Shiites, along with Nasrallah's rivals, are wondering how much longer he can continue fighting in Syria at the behest of the Iranians. This question is also being asked about the small Alawite minority in Syria (and about other small minorities as well), fighting for its survival while sacrificing its best sons and officers. It appears that resilience and the ability to endure hardships will be the basic determining factors inside Syria.
The Islamists in Syria are armed, primarily with patience. They are cognizant of these considerations and explain their manifest to all those who feel that Assad's fall is "a journey from the known to the unknown." The Islamist leadership has a clear doctrine.

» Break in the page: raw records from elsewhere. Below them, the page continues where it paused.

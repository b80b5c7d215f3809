use std::path::Path;
use std::process::ExitCode;

use clap::Parser;
use tracing_appender::non_blocking::WorkerGuard;
use tracing_appender::rolling::{RollingFileAppender, Rotation};
use tracing_subscriber::{layer::SubscriberExt, util::SubscriberInitExt, EnvFilter};

use daily_tracker::cli::{self, Cli, Commands, Context};
use daily_tracker::config::AppConfig;
use daily_tracker::db::Database;
use daily_tracker::services::Tracker;

/// Initialize tracing: stderr plus a plain-text log file.
///
/// The returned guard flushes the file writer on drop and must outlive the run.
fn init_tracing(config: &AppConfig) -> Option<WorkerGuard> {
    let filter = EnvFilter::new(
        std::env::var("RUST_LOG").unwrap_or_else(|_| "daily_tracker=info,dtrack=info".into()),
    );

    let dir = config
        .log_file_path
        .parent()
        .filter(|p| !p.as_os_str().is_empty())
        .unwrap_or(Path::new("."));
    let file_name = config
        .log_file_path
        .file_name()
        .and_then(|name| name.to_str())
        .unwrap_or("taskmanager.log");

    let appender = RollingFileAppender::builder()
        .rotation(Rotation::NEVER)
        .filename_prefix(file_name)
        .build(dir);

    let stderr_layer = tracing_subscriber::fmt::layer().with_writer(std::io::stderr);

    match appender {
        Ok(appender) => {
            let (writer, guard) = tracing_appender::non_blocking(appender);
            tracing_subscriber::registry()
                .with(filter)
                .with(stderr_layer)
                .with(
                    tracing_subscriber::fmt::layer()
                        .with_ansi(false)
                        .with_writer(writer),
                )
                .init();
            Some(guard)
        }
        Err(e) => {
            tracing_subscriber::registry()
                .with(filter)
                .with(stderr_layer)
                .init();
            tracing::warn!(error = %e, path = %config.log_file_path.display(), "Log file unavailable");
            None
        }
    }
}

async fn run(command: Commands, config: AppConfig) -> anyhow::Result<()> {
    let db = Database::open(config.database_path.clone())?;
    db.migrate()?;

    let ctx = Context {
        tracker: Tracker::new(db),
        config,
    };
    cli::run(command, &ctx).await
}

#[tokio::main]
async fn main() -> ExitCode {
    let cli = Cli::parse();

    let config = match AppConfig::load_with(cli.config.as_deref()) {
        Ok(config) => config,
        Err(e) => {
            eprintln!("Error: {}", e);
            return ExitCode::FAILURE;
        }
    };

    let _guard = init_tracing(&config);

    let command = cli.command.name();
    tracing::info!(command, "Starting command");

    match run(cli.command, config).await {
        Ok(()) => {
            tracing::info!(command, "Command completed");
            ExitCode::SUCCESS
        }
        Err(e) => {
            tracing::error!(command, error = %format!("{:#}", e), "Command failed");
            eprintln!("Error: {:#}", e);
            ExitCode::FAILURE
        }
    }
}
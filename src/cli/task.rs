//! Task commands

use anyhow::Result;
use clap::Subcommand;

use super::{parse_flag, Context, Names};
use crate::models::{CreateTaskInput, Task, TaskFilter, UpdateTaskInput};
use crate::output::{or_dash, print_table, yes_no};

#[derive(Subcommand)]
pub enum TaskCommands {
    /// Create a task under a project
    ///
    /// Examples:
    ///   dtrack task create --project-id 1 --title "Fix bug" --priority Alta
    ///   dtrack task create --project-id 1 --title "Release" --end-date 31/03/2025
    Create {
        #[arg(long)]
        project_id: i64,

        #[arg(long)]
        title: String,

        #[arg(long)]
        detail: Option<String>,

        /// Alta, Media or Baja (default Media)
        #[arg(long)]
        priority: Option<String>,

        /// dd/MM/yyyy
        #[arg(long)]
        end_date: Option<String>,
    },

    /// List tasks; filters combine
    List {
        #[arg(long)]
        id: Option<i64>,

        #[arg(long)]
        project_id: Option<i64>,

        /// Case-insensitive substring of the title
        #[arg(long)]
        title: Option<String>,

        #[arg(long)]
        priority: Option<String>,

        #[arg(long, value_parser = parse_flag)]
        active: Option<bool>,
    },

    /// Update a task; only the given fields change
    Update {
        #[arg(long)]
        id: i64,

        #[arg(long)]
        title: Option<String>,

        /// An empty value clears the detail
        #[arg(long)]
        detail: Option<String>,

        /// dd/MM/yyyy; an empty value reopens the task
        #[arg(long)]
        end_date: Option<String>,

        #[arg(long)]
        priority: Option<String>,

        #[arg(long, value_parser = parse_flag)]
        active: Option<bool>,
    },
}

pub fn run(cmd: TaskCommands, ctx: &Context) -> Result<()> {
    let tasks = match cmd {
        TaskCommands::Create {
            project_id,
            title,
            detail,
            priority,
            end_date,
        } => {
            let task = ctx.tracker.create_task(CreateTaskInput {
                project_id,
                title,
                detail,
                created_at: None,
                end_date,
                priority,
                active: None,
            })?;
            println!("Created task {}", task.id);
            vec![task]
        }
        TaskCommands::List {
            id,
            project_id,
            title,
            priority,
            active,
        } => ctx.tracker.list_tasks(&TaskFilter {
            id,
            project_id,
            active,
            title,
            priority,
        })?,
        TaskCommands::Update {
            id,
            title,
            detail,
            end_date,
            priority,
            active,
        } => {
            let task = ctx.tracker.update_task(
                id,
                UpdateTaskInput {
                    title,
                    detail,
                    end_date,
                    priority,
                    active,
                },
            )?;
            println!("Updated task {}", task.id);
            vec![task]
        }
    };

    show(ctx, &tasks)
}

fn show(ctx: &Context, tasks: &[Task]) -> Result<()> {
    let projects = Names::projects(&ctx.tracker)?;
    let rows: Vec<Vec<String>> = tasks
        .iter()
        .map(|t| {
            vec![
                t.id.to_string(),
                projects.get(t.project_id),
                t.title.clone(),
                t.priority.clone(),
                t.created_at.clone(),
                or_dash(t.end_date.as_deref()),
                yes_no(t.active),
            ]
        })
        .collect();

    print_table(
        &["id", "project", "title", "priority", "created", "end", "active"],
        &rows,
    );
    Ok(())
}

The leader of the rebel group Soqour Al Sham Brigades, Hassan Aboud, recently gave an interview. Heavily armed and dressed in khaki fatigues, Aboud spoke with chilling tranquility, declaring that his first order of business was against Iran (until its ultimate expulsion from Syria) and the destruction of Hezbollah, "who will return from the battlefield to Lebanon, where they came from, dead." The bearded sheikh isn't impressed by the regime's recent gains. His demeanor exudes patience and a confidence that Islam (the Sunni version) will prevail.
Aboud's agenda is the foundation of an Islamic caliphate, with its center in Greater Syria. According to Aboud, the artificial states created by the West in the Middle East, within the framework of the Sykes-Picot Agreement, have disintegrated, ushering in the current return of the great Islamic state. Iraq, in Aboud's view, will be part of the future Islamic Syria, after the Shiites there are defeated. Along with the Iranians, the Russians will also be driven out of Syria and its ports.
Aboud's declarations point to the alienation between the other Islamist movements fighting in Syria, as well as between the secular elements in the Free Syrian Army. Indeed, Aboud rejects the participation of former Syrian military commanders, those who have defected, in the country's future leadership and denies them any piece of the future government pie -- because they are "outsiders."
He does not conceal his Islamist agenda, which stipulates that Syria is only the beginning. The destruction of Israel, the enemy of the Islamic nation, is the next objective. After this the Islamic mission will focus on the rest of the world.
It is now easier to understand why the Syrian opposition is divided over sitting down at the negotiating table for any future talks with the regime over the country's fate, and why the superpowers are concerned about supporting it. It appears the sides will continue to fight over who will lead the country in the future, all the while laying waste to that very country.
From an Israeli and global perspective, Assad is bad and the Islamist revolutionaries are no better, and it doesn't truly make a difference who survives. What is strange about the current situation, in which the artificially created Arab states are crumbling, is that U.S. Secretary of State John Kerry wants to grant the terrorist Hamas movement the ability to create yet another Islamist state, which is predicated on the stated goal of destroying Israel.